**TASK TO COMPLETE:** How many lines in the data that follows contain the word "CliResponse"? Only that number is needed.

**DATA SHOWN:**

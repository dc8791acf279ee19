use rustc_hash::FxHashMap;

use crate::{resolver::identifier_from, types::ExternalId};

/// A specifier that does not resolve to project source
///
/// External modules are leaves: nothing is expanded, they are only required
/// by the output and accessed through their assigned name.
#[derive(Debug)]
pub struct ExternalModule {
    pub id: ExternalId,
    /// The specifier as written, e.g. `path`
    pub specifier: String,
    /// Name the module is bound to in the output
    pub name: String,
    pub needs_default: bool,
    pub needs_named: bool,
    pub suggested_names: FxHashMap<String, String>,
}

impl ExternalModule {
    pub fn new(id: ExternalId, specifier: &str) -> Self {
        Self {
            id,
            specifier: specifier.to_owned(),
            name: identifier_from(specifier),
            needs_default: false,
            needs_named: false,
            suggested_names: FxHashMap::default(),
        }
    }

    pub fn suggest_name(&mut self, export_name: &str, suggestion: &str) {
        if !self.suggested_names.contains_key(export_name) {
            self.suggested_names
                .insert(export_name.to_owned(), suggestion.to_owned());
        }
    }

    /// Name the bundle should bind this module to, before deconfliction
    pub fn preferred_name(&self) -> String {
        self.suggested_names
            .get("*")
            .or_else(|| self.suggested_names.get("default"))
            .cloned()
            .unwrap_or_else(|| identifier_from(&self.specifier))
    }

    pub fn rename(&mut self, replacement: &str) {
        replacement.clone_into(&mut self.name);
    }

    /// Expression through which `name` is reached in the output
    pub fn canonical_name(&self, name: &str) -> String {
        match name {
            "default" if self.needs_named => format!("{}__default", self.name),
            "default" | "*" => self.name.clone(),
            _ => format!("{}.{name}", self.name),
        }
    }
}
//! Error kinds surfaced by a build
//!
//! Every variant is fatal: a build either completes or aborts with one of
//! these, wrapped in an `anyhow::Error` at the public API boundary.

use std::{io, path::PathBuf};

use thiserror::Error;

#[derive(Debug, Error)]
pub enum BundleError {
    #[error("{}:{line}:{column}: {message}", path.display())]
    Parse {
        path: PathBuf,
        line: usize,
        column: usize,
        message: String,
    },

    #[error(
        "Module {} does not export {name} (imported by {})",
        module.display(),
        importer.display()
    )]
    UnresolvedExport {
        module: PathBuf,
        name: String,
        importer: PathBuf,
    },

    #[error("Could not read module {}", path.display())]
    UnreadableModule {
        path: PathBuf,
        #[source]
        source: io::Error,
    },

    #[error(
        "'{mode}' was specified for the exports option, but the entry module has the following \
         exports: {}",
        keys.join(", ")
    )]
    InvalidExportMode { mode: String, keys: Vec<String> },

    #[error("Unhandled export shape in {}: {shape}", path.display())]
    UnhandledExportShape { path: PathBuf, shape: String },

    #[error("Cannot edit {start}..{end}: {reason}")]
    SnippetEdit {
        start: usize,
        end: usize,
        reason: &'static str,
    },
}
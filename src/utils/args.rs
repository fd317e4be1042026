//! Argument normalization utilities.
//!
//! Transforms CLI arguments before they reach the engine to support
//! intuitive syntax that would otherwise require special handling.

/// Normalize a user-supplied extension list.
///
/// Accepts entries with or without a leading dot (`.tsx` and `tsx` are
/// equivalent), drops empty entries, and removes duplicates while
/// preserving first-seen order.
pub fn normalize_extensions(raw: &[String]) -> Vec<String> {
    let mut result: Vec<String> = Vec::new();

    for ext in raw {
        let trimmed = ext.trim().trim_start_matches('.');
        if trimmed.is_empty() {
            continue;
        }
        if result.iter().any(|e| e == trimmed) {
            continue;
        }
        result.push(trimmed.to_string());
    }

    result
}
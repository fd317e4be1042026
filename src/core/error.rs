use thiserror::Error;

#[derive(Error, Debug)]
pub enum Error {
    #[error("Invalid argument: {0}")]
    InvalidArgument(String),

    #[error("Root directory not found: {0}")]
    RootNotFound(String),

    #[error("Not a directory: {0}")]
    NotADirectory(String),

    #[error("IO error: {0}")]
    Io(#[from] std::io::Error),

    #[error("JSON error: {0}")]
    Json(#[from] serde_json::Error),
}

pub type Result<T> = std::result::Result<T, Error>;

impl Error {
    /// Stable machine-readable code for the JSON error envelope.
    pub fn code(&self) -> &'static str {
        match self {
            Error::InvalidArgument(_) => "validation.invalid_argument",
            Error::RootNotFound(_) => "root.not_found",
            Error::NotADirectory(_) => "validation.not_a_directory",
            Error::Io(_) => "internal.io_error",
            Error::Json(_) => "internal.json_error",
        }
    }
}
//! CLI response formatting and output.
//!
//! Provides the JSON envelope, printing, and exit code mapping.

use depin::{Error, Result};
use serde::Serialize;

#[derive(Debug, Serialize)]
pub struct CliResponse<T: Serialize> {
    pub success: bool,
    #[serde(skip_serializing_if = "Option::is_none")]
    pub data: Option<T>,
    #[serde(skip_serializing_if = "Option::is_none")]
    pub error: Option<CliError>,
}

#[derive(Debug, Serialize)]
pub struct CliError {
    pub code: String,
    pub message: String,
}

impl<T: Serialize> CliResponse<T> {
    pub fn success(data: T) -> Self {
        Self {
            success: true,
            data: Some(data),
            error: None,
        }
    }
}

impl CliResponse<()> {
    pub fn from_error(err: &Error) -> Self {
        Self {
            success: false,
            data: None,
            error: Some(CliError {
                code: err.code().to_string(),
                message: err.to_string(),
            }),
        }
    }
}

fn print_response<T: Serialize>(response: &CliResponse<T>) {
    use std::io::Write;

    let payload = match serde_json::to_string_pretty(response) {
        Ok(payload) => payload,
        Err(e) => {
            eprintln!("Failed to serialize response: {}", e);
            return;
        }
    };

    let stdout = std::io::stdout();
    let mut handle = stdout.lock();
    // Ignore write failures so a broken pipe exits gracefully
    let _ = writeln!(handle, "{}", payload);
}

pub fn map_cmd_result_to_json<T: Serialize>(
    result: Result<(T, i32)>,
) -> (Result<serde_json::Value>, i32) {
    match result {
        Ok((data, exit_code)) => match serde_json::to_value(data) {
            Ok(value) => (Ok(value), exit_code),
            Err(err) => (Err(Error::Json(err)), 1),
        },
        Err(err) => {
            let exit_code = exit_code_for_error(&err);
            (Err(err), exit_code)
        }
    }
}

fn exit_code_for_error(err: &Error) -> i32 {
    match err {
        Error::InvalidArgument(_) | Error::NotADirectory(_) => 2,
        Error::RootNotFound(_) => 4,
        Error::Io(_) | Error::Json(_) => 1,
    }
}

pub fn print_json_result(result: Result<serde_json::Value>) {
    match result {
        Ok(data) => print_response(&CliResponse::success(data)),
        Err(err) => print_response(&CliResponse::<()>::from_error(&err)),
    }
}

**EXERCISE OUTPUT:** 6